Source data
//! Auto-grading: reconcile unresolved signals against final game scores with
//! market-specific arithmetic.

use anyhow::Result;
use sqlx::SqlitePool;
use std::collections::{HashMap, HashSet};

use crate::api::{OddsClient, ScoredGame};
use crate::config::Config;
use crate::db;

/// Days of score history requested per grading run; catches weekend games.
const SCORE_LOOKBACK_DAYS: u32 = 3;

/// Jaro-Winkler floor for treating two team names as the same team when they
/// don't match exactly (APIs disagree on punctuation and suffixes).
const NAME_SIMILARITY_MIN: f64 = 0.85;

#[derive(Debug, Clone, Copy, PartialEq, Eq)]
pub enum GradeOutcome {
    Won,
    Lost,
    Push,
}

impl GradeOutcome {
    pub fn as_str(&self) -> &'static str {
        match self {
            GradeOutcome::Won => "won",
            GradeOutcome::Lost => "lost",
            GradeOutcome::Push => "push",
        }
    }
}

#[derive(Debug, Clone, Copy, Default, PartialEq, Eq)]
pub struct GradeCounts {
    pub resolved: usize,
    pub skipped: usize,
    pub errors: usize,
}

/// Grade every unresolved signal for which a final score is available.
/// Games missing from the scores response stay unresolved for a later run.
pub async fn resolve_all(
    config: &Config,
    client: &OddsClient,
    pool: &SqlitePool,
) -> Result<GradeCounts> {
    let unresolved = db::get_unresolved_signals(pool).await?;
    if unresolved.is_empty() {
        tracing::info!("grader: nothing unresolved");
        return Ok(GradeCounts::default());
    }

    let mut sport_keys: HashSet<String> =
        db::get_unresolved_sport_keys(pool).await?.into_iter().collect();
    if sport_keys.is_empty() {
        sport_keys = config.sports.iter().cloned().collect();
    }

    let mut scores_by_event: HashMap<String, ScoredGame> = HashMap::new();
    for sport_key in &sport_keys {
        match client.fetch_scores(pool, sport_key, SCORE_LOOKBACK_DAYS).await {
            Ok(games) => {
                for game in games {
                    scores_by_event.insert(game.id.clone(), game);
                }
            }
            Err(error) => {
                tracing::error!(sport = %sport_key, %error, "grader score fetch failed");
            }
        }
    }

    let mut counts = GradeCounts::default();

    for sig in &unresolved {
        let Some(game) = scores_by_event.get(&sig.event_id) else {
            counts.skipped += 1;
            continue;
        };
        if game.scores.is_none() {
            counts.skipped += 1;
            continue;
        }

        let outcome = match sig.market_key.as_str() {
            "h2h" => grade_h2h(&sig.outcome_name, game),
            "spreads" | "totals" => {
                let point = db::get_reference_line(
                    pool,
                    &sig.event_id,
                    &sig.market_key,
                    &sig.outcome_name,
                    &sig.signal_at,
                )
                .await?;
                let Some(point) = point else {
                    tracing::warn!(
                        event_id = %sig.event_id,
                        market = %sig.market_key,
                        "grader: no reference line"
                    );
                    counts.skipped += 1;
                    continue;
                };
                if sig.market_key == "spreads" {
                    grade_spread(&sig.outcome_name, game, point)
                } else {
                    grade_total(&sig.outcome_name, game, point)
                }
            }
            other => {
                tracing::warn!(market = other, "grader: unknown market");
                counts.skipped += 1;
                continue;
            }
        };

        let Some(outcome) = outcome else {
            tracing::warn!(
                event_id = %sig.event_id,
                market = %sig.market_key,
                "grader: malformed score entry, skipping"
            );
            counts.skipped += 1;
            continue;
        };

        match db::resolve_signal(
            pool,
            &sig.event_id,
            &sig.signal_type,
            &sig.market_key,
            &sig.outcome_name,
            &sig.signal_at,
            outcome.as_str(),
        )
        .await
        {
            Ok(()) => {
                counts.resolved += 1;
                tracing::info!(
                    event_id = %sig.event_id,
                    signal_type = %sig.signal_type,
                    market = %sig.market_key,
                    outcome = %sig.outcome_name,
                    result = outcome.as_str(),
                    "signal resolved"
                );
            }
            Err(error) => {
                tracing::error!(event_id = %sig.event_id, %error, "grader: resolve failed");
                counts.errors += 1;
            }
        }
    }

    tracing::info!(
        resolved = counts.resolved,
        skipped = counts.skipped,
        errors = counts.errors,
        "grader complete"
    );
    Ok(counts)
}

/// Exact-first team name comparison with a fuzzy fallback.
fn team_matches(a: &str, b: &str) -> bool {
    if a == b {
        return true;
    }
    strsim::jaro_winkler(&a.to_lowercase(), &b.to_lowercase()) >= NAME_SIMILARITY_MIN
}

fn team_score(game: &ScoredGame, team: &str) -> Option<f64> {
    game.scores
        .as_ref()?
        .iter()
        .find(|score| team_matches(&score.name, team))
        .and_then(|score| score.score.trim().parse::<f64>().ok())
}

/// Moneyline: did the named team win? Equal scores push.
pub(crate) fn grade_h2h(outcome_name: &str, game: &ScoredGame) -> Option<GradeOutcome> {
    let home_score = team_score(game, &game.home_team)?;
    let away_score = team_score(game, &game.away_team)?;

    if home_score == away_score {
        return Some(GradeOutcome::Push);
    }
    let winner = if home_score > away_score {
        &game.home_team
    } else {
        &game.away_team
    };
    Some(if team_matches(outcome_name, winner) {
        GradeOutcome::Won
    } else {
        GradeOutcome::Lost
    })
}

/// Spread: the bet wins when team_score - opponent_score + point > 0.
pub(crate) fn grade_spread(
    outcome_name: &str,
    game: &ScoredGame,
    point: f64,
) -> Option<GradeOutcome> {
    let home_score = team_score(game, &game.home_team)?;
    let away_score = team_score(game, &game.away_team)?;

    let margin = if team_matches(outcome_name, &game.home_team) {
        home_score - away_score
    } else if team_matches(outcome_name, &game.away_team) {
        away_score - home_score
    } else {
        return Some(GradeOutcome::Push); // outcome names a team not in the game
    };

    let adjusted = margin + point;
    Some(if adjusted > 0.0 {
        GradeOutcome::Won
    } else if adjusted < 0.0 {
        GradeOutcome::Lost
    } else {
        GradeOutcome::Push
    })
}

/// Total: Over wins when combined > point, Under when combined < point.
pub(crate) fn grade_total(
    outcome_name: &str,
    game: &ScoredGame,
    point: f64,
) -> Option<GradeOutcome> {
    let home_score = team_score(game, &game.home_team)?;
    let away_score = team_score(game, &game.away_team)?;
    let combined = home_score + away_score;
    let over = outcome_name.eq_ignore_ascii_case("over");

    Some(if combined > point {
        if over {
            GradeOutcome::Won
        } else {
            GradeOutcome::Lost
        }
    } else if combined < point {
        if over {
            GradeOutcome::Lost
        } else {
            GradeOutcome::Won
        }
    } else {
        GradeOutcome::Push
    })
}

--

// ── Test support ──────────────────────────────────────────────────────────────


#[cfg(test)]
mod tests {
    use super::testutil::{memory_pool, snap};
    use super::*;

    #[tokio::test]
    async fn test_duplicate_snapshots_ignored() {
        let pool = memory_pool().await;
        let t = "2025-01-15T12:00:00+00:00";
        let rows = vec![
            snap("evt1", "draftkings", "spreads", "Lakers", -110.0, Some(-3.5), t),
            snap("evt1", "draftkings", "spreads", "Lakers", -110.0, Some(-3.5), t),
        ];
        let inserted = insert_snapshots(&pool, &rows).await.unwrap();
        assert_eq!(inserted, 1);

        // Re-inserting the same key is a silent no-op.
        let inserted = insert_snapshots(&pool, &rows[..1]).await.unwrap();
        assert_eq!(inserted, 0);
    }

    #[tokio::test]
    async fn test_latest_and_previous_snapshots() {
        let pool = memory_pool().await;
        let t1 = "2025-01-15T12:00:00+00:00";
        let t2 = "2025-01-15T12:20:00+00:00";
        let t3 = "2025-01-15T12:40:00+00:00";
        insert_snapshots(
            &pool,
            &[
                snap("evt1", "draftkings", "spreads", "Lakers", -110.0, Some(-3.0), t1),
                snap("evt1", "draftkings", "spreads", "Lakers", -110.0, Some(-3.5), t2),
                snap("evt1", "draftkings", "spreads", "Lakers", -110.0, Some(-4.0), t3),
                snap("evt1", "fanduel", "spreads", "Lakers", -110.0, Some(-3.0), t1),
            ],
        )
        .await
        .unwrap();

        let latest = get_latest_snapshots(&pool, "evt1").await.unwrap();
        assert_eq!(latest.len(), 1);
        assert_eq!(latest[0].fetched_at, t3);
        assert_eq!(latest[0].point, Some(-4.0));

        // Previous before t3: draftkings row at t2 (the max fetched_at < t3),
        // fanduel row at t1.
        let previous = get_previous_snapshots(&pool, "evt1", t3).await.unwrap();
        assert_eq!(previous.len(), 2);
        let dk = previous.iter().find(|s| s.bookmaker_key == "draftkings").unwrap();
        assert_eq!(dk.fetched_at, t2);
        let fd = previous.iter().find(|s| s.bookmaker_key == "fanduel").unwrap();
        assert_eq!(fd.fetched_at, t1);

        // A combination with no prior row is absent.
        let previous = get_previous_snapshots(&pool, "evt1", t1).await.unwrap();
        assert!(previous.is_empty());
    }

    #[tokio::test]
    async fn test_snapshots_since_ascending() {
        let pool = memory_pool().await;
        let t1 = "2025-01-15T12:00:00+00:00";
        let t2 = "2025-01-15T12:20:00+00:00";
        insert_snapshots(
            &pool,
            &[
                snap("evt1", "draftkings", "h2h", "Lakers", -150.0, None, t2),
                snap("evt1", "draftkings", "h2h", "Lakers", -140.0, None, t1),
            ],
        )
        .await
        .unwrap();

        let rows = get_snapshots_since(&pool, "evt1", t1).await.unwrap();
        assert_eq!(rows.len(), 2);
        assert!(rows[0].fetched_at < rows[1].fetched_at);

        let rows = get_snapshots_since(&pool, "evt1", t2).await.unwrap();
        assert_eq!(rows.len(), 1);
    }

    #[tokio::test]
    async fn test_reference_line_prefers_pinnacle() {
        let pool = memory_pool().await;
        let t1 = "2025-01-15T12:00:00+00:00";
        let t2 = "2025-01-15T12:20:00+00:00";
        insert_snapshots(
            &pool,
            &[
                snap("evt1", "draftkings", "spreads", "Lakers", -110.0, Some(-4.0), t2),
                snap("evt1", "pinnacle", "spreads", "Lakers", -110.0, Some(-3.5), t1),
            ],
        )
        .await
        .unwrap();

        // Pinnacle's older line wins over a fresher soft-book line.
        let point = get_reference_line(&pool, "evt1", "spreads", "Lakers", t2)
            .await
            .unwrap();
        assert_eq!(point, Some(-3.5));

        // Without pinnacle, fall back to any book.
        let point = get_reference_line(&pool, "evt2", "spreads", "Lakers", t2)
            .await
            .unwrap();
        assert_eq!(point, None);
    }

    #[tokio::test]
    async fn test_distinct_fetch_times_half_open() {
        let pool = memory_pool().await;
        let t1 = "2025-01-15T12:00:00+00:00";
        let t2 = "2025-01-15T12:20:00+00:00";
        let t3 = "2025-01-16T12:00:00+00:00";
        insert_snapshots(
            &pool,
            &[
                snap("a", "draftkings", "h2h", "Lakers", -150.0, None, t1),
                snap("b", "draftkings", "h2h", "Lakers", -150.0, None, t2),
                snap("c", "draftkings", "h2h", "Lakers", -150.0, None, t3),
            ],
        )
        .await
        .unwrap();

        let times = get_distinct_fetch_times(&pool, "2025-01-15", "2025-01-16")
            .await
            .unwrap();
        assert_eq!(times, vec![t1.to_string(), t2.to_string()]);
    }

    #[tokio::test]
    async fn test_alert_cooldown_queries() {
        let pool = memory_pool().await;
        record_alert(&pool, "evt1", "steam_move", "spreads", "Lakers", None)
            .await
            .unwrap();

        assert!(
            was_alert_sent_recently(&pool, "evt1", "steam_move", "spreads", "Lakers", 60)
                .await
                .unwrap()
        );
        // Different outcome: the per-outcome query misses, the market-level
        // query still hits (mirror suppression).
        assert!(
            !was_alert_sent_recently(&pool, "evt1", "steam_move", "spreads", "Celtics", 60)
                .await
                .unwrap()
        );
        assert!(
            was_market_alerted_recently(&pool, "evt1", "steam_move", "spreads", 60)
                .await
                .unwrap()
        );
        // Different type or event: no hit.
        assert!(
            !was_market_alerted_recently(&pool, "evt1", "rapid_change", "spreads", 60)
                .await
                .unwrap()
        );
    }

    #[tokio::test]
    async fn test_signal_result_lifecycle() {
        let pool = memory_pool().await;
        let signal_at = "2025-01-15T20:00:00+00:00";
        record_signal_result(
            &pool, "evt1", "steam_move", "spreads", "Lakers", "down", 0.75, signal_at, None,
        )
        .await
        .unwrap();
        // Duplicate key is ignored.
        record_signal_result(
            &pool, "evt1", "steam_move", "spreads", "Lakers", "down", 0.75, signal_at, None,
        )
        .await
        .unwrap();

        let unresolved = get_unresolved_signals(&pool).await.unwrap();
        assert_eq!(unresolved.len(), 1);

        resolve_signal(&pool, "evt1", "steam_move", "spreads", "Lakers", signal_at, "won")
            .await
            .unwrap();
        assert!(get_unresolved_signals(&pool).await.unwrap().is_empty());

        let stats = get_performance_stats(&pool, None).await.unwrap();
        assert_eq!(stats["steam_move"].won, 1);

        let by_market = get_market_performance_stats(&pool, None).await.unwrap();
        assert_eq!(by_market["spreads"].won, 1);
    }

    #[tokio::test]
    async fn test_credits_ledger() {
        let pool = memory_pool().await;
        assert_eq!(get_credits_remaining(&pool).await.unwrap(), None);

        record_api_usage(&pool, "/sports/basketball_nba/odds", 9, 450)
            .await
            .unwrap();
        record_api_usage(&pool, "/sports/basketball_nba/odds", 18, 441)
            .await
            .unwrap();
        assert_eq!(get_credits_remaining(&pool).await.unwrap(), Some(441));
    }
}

* * *

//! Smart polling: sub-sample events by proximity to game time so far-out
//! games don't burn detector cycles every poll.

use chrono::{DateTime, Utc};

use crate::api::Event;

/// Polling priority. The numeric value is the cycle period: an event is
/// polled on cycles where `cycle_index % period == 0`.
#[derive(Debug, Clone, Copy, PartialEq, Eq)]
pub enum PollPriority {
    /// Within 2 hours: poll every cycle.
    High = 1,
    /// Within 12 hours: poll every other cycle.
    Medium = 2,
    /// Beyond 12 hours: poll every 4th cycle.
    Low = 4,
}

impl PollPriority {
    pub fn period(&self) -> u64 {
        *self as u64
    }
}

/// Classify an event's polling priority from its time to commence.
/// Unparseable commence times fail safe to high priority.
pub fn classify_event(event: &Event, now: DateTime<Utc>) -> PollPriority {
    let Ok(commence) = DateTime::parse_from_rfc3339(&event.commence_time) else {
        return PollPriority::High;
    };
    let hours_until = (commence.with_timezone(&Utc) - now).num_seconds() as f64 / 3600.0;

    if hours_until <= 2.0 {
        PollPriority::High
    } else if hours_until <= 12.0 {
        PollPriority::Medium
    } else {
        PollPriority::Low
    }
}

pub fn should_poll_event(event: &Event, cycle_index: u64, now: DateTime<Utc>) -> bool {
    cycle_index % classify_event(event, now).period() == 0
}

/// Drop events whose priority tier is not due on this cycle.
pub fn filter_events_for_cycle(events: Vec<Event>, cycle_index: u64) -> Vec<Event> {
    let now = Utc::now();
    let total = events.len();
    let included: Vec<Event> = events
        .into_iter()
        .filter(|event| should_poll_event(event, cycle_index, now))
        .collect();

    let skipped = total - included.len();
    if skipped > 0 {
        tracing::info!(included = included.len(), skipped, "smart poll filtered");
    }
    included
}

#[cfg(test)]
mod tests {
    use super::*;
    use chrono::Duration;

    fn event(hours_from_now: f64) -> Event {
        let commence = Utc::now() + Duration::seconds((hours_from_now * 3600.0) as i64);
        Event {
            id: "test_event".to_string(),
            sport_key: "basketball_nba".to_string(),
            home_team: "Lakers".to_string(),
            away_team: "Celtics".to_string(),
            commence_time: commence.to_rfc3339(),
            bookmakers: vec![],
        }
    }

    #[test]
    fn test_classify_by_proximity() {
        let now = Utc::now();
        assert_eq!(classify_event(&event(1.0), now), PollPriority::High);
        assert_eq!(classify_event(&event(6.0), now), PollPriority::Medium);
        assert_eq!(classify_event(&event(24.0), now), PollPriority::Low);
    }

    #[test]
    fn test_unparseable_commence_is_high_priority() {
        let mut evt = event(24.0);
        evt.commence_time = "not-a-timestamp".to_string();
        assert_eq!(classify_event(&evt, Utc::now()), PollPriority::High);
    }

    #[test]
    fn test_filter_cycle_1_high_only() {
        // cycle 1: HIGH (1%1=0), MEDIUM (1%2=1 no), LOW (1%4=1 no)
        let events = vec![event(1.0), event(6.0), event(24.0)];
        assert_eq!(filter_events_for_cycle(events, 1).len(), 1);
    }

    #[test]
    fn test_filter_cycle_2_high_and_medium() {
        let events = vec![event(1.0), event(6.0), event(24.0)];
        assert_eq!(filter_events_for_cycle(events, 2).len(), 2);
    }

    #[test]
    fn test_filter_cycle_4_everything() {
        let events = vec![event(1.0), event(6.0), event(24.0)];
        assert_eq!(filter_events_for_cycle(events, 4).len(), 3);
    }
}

• [Task item]: Every line that contains the string "chrono" should be copied from the records.

• [Result]:
use chrono::{DateTime, Utc};
    use chrono::Duration;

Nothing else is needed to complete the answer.